_ACTIVITY_: Include in the output exactly the lines from the opening of the data through the line containing "use tracing::info;", and nothing more.

_INFORMATION SUPPLIED_:
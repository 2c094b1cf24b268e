use std::str::FromStr;

use anyhow::{Context, Result};
use chrono::{DateTime, Utc};
use clap::{Parser, Subcommand, ValueEnum};
use deck_api::{CompositeRecords, CompositeWorkloadRecord, CreateCompositeWorkload, DeckConfig, InProcApi, ResourceKind};
use deck_select::SelectionQuery;
use serde_json::Value;
use tracing::info;

#[derive(Parser, Debug)]
#[command(name = "deckctl", version, about = "kubedeck CLI")]
struct Cli {
    /// Output format
    #[arg(short = 'o', long = "output", value_enum, global = true, default_value_t = Output::Human)]
    output: Output,

    /// Kubernetes namespace; list commands span all namespaces when unset
    #[arg(long = "ns", global = true)]
    namespace: Option<String>,

    #[command(subcommand)]
    command: Commands,
}

#[derive(Copy, Clone, Debug, Eq, PartialEq, ValueEnum)]
enum Output { Human, Json }

#[derive(clap::Args, Debug)]
struct PageArgs {
    /// Keep only names containing this text (case-sensitive)
    #[arg(long = "filter", default_value = "")]
    filter: String,
    /// 1-based page number
    #[arg(long = "page", default_value_t = 1)]
    page: i64,
    /// Page size
    #[arg(long = "limit", default_value_t = 20)]
    limit: i64,
}

impl PageArgs {
    fn query(&self) -> Result<SelectionQuery> { Ok(SelectionQuery::new(self.filter.clone(), self.limit, self.page)?) }
}

fn parse_kind(s: &str) -> Result<ResourceKind, String> { ResourceKind::from_str(s).map_err(|e| e.to_string()) }

#[derive(Subcommand, Debug)]
enum Commands {
    /// List objects of a kind, newest first
    Ls {
        /// Kind, plural or short name, e.g. "deploy", "pods", "Ingress"
        #[arg(value_parser = parse_kind)]
        kind: ResourceKind,
        #[command(flatten)]
        page: PageArgs,
    },
    /// Print one object as JSON
    Get {
        #[arg(value_parser = parse_kind)]
        kind: ResourceKind,
        name: String,
    },
    /// Delete one object
    Delete {
        #[arg(value_parser = parse_kind)]
        kind: ResourceKind,
        name: String,
    },
    /// Create an object from a JSON document
    Create {
        #[arg(value_parser = parse_kind)]
        kind: ResourceKind,
        /// Path to the JSON document
        #[arg(short = 'f', long = "file")]
        file: String,
    },
    /// Replace an object from a JSON document
    Update {
        #[arg(value_parser = parse_kind)]
        kind: ResourceKind,
        /// Path to the JSON document
        #[arg(short = 'f', long = "file")]
        file: String,
    },
    /// Set replicas on a Deployment or StatefulSet
    Scale {
        #[arg(value_parser = parse_kind)]
        kind: ResourceKind,
        name: String,
        #[arg(long = "replicas")]
        replicas: i32,
    },
    /// Roll the pods of a Deployment, StatefulSet or DaemonSet
    Restart {
        #[arg(value_parser = parse_kind)]
        kind: ResourceKind,
        name: String,
    },
    /// Object count per namespace
    Count {
        #[arg(value_parser = parse_kind)]
        kind: ResourceKind,
    },
    /// Pod containers and logs
    Pods {
        #[command(subcommand)]
        command: PodCommands,
    },
    /// Composite workloads (deployment + service + optional ingress)
    Workload {
        #[command(subcommand)]
        command: WorkloadCommands,
    },
}

#[derive(Subcommand, Debug)]
enum PodCommands {
    /// Container names of a pod
    Containers { pod: String },
    /// Log tail of a pod container (DECK_POD_LOG_TAIL_LINES lines)
    Logs {
        pod: String,
        /// Container name; the pod's only container when omitted
        #[arg(short = 'c', long = "container")]
        container: Option<String>,
    },
}

#[derive(Subcommand, Debug)]
enum WorkloadCommands {
    /// Create from a JSON request document
    Create {
        #[arg(short = 'f', long = "file")]
        file: String,
    },
    /// List tracked composite workloads
    Ls {
        #[command(flatten)]
        page: PageArgs,
    },
    /// Show one tracked composite workload
    Get { id: i64 },
    /// Tear down a composite workload and drop its record
    Delete { id: i64 },
}

fn init_tracing() {
    let env = std::env::var("DECK_LOG").unwrap_or_else(|_| "info".to_string());
    let filter = tracing_subscriber::EnvFilter::from_str(&env).unwrap_or_else(|_| tracing_subscriber::EnvFilter::new("info"));
    tracing_subscriber::fmt().with_env_filter(filter).with_target(true).with_writer(std::io::stderr).init();
}

fn init_metrics() {
    if let Ok(addr) = std::env::var("DECK_METRICS_ADDR") {
        if let Ok(sock) = addr.parse::<std::net::SocketAddr>() {
            let builder = metrics_exporter_prometheus::PrometheusBuilder::new();
            match builder.with_http_listener(sock).install() {
                Ok(_) => tracing::info!(addr = %addr, "Prometheus metrics exporter listening"),
                Err(e) => tracing::warn!(error = %e, "failed to install metrics exporter"),
            }
        } else {
            tracing::warn!(addr = %addr, "invalid DECK_METRICS_ADDR; expected host:port");
        }
    }
}

/// Record store opened up front; the cluster connection is made on first use.
struct Session {
    config: DeckConfig,
    records: CompositeRecords,
    api: Option<InProcApi>,
}

impl Session {
    fn open(config: DeckConfig) -> Result<Self> {
        let records = InProcApi::open_records(&config)?;
        Ok(Self { config, records, api: None })
    }

    async fn api(&mut self) -> Result<&InProcApi> {
        if self.api.is_none() {
            self.api = Some(InProcApi::connect_with(self.config.clone(), self.records.clone()).await?);
        }
        self.api.as_ref().context("cluster connection unavailable")
    }
}

#[tokio::main]
async fn main() -> Result<()> {
    init_tracing();
    init_metrics();
    let cli = Cli::parse();
    let mut session = Session::open(DeckConfig::from_env())?;
    let ns = cli.namespace.as_deref();

    match cli.command {
        Commands::Ls { kind, page } => {
            let query = page.query()?;
            info!(kind = %kind, ns = ?ns, filter = %query.name(), "ls invoked");
            let sel = session.api().await?.list(kind, ns, &query).await?;
            match cli.output {
                Output::Human => {
                    println!("NAMESPACE        NAME                                AGE");
                    for item in &sel.items {
                        let (ns_col, name) = meta_cols(item);
                        println!("{:<16} {:<35} {}", ns_col, name, render_age(created_at(item)));
                    }
                    println!("-- page {}, {} matching", query.page(), sel.total);
                }
                Output::Json => println!("{}", serde_json::to_string_pretty(&sel)?),
            }
        }
        Commands::Get { kind, name } => {
            let obj = session.api().await?.get(kind, ns, &name).await?;
            println!("{}", serde_json::to_string_pretty(&obj)?);
        }
        Commands::Delete { kind, name } => {
            session.api().await?.delete(kind, ns, &name).await?;
            println!("{} {} deleted", kind, name);
        }
        Commands::Create { kind, file } => {
            let content = std::fs::read_to_string(&file).with_context(|| format!("reading {}", file))?;
            let obj = session.api().await?.create(kind, ns, &content).await?;
            match cli.output {
                Output::Human => {
                    let (ns_col, name) = meta_cols(&obj);
                    println!("{} {}/{} created", kind, ns_col, name);
                }
                Output::Json => println!("{}", serde_json::to_string_pretty(&obj)?),
            }
        }
        Commands::Update { kind, file } => {
            let content = std::fs::read_to_string(&file).with_context(|| format!("reading {}", file))?;
            let obj = session.api().await?.update(kind, ns, &content).await?;
            match cli.output {
                Output::Human => {
                    let (ns_col, name) = meta_cols(&obj);
                    println!("{} {}/{} updated", kind, ns_col, name);
                }
                Output::Json => println!("{}", serde_json::to_string_pretty(&obj)?),
            }
        }
        Commands::Scale { kind, name, replicas } => {
            let accepted = session.api().await?.scale(kind, ns, &name, replicas).await?;
            println!("{} {} scaled to {}", kind, name, accepted);
        }
        Commands::Restart { kind, name } => {
            session.api().await?.restart(kind, ns, &name).await?;
            println!("{} {} restarted", kind, name);
        }
        Commands::Count { kind } => {
            let counts = session.api().await?.count_per_namespace(kind).await?;
            match cli.output {
                Output::Human => {
                    for c in &counts {
                        println!("{:<24} {}", c.namespace, c.count);
                    }
                }
                Output::Json => println!("{}", serde_json::to_string_pretty(&counts)?),
            }
        }
        Commands::Pods { command } => match command {
            PodCommands::Containers { pod } => {
                let names = session.api().await?.pod_containers(ns, &pod).await?;
                match cli.output {
                    Output::Human => names.iter().for_each(|n| println!("{}", n)),
                    Output::Json => println!("{}", serde_json::to_string_pretty(&names)?),
                }
            }
            PodCommands::Logs { pod, container } => {
                let text = session.api().await?.pod_logs(ns, &pod, container.as_deref()).await?;
                print!("{}", text);
            }
        },
        Commands::Workload { command } => match command {
            WorkloadCommands::Create { file } => {
                let content = std::fs::read_to_string(&file).with_context(|| format!("reading {}", file))?;
                let req: CreateCompositeWorkload = serde_json::from_str(&content).with_context(|| format!("decoding {}", file))?;
                let rec = session.api().await?.workloads().create(&req).await?;
                print_record(cli.output, &rec)?;
            }
            WorkloadCommands::Ls { page } => {
                let query = page.query()?;
                let sel = session.records.list(&query)?;
                match cli.output {
                    Output::Human => {
                        println!("ID     NAME                 NAMESPACE        EXPOSURE   STAGE            AGE");
                        for r in &sel.items {
                            println!(
                                "{:<6} {:<20} {:<16} {:<10} {:<16} {}",
                                r.id,
                                r.name,
                                r.namespace,
                                r.exposure_type.as_str(),
                                r.stage.as_str(),
                                render_age(Some(r.created_at))
                            );
                        }
                        println!("-- page {}, {} matching", query.page(), sel.total);
                    }
                    Output::Json => println!("{}", serde_json::to_string_pretty(&sel)?),
                }
            }
            WorkloadCommands::Get { id } => {
                let rec = session.records.get(id)?;
                print_record(cli.output, &rec)?;
            }
            WorkloadCommands::Delete { id } => {
                session.api().await?.workloads().delete(id).await?;
                println!("composite workload {} deleted", id);
            }
        },
    }
    Ok(())
}

fn print_record(output: Output, rec: &CompositeWorkloadRecord) -> Result<()> {
    match output {
        Output::Human => {
            println!("id:        {}", rec.id);
            println!("name:      {}/{}", rec.namespace, rec.name);
            println!("replicas:  {}", rec.replica_count);
            println!("exposure:  {}", rec.exposure_type);
            println!("stage:     {}", rec.stage);
            println!("workload:  {}", rec.workload_resource_name);
            println!("service:   {}", rec.service_resource_name);
            if rec.has_route() {
                println!("route:     {}", rec.route_resource_name);
            }
        }
        Output::Json => println!("{}", serde_json::to_string_pretty(rec)?),
    }
    Ok(())
}

fn meta_cols(v: &Value) -> (String, String) {
    let meta = v.get("metadata");
    let name = meta.and_then(|m| m.get("name")).and_then(|v| v.as_str()).unwrap_or("");
    let ns = meta.and_then(|m| m.get("namespace")).and_then(|v| v.as_str()).unwrap_or("-");
    (ns.to_string(), name.to_string())
}

fn created_at(v: &Value) -> Option<DateTime<Utc>> {
    v.pointer("/metadata/creationTimestamp")
        .and_then(|t| t.as_str())
        .and_then(|t| DateTime::parse_from_rfc3339(t).ok())
        .map(|t| t.with_timezone(&Utc))
}

fn render_age(created: Option<DateTime<Utc>>) -> String {
    let Some(created) = created else { return "-".to_string() };
    let mut secs = (Utc::now() - created).num_seconds().max(0) as u64;
    let days = secs / 86_400; secs %= 86_400;
    let hours = secs / 3600; secs %= 3600;
    let mins = secs / 60; secs %= 60;
    if days > 0 { format!("{}d{}h", days, hours) }
    else if hours > 0 { format!("{}h{}m", hours, mins) }
    else if mins > 0 { format!("{}m", mins) }
    else { format!("{}s", secs) }
}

_RESPONSE TO THIS TASK_:
repository 2c094b1cf24b268e
use std::str::FromStr;

use anyhow::{Context, Result};
use chrono::{DateTime, Utc};
use clap::{Parser, Subcommand, ValueEnum};
use deck_api::{CompositeRecords, CompositeWorkloadRecord, CreateCompositeWorkload, DeckConfig, InProcApi, ResourceKind};
use deck_select::SelectionQuery;
use serde_json::Value;
use tracing::info;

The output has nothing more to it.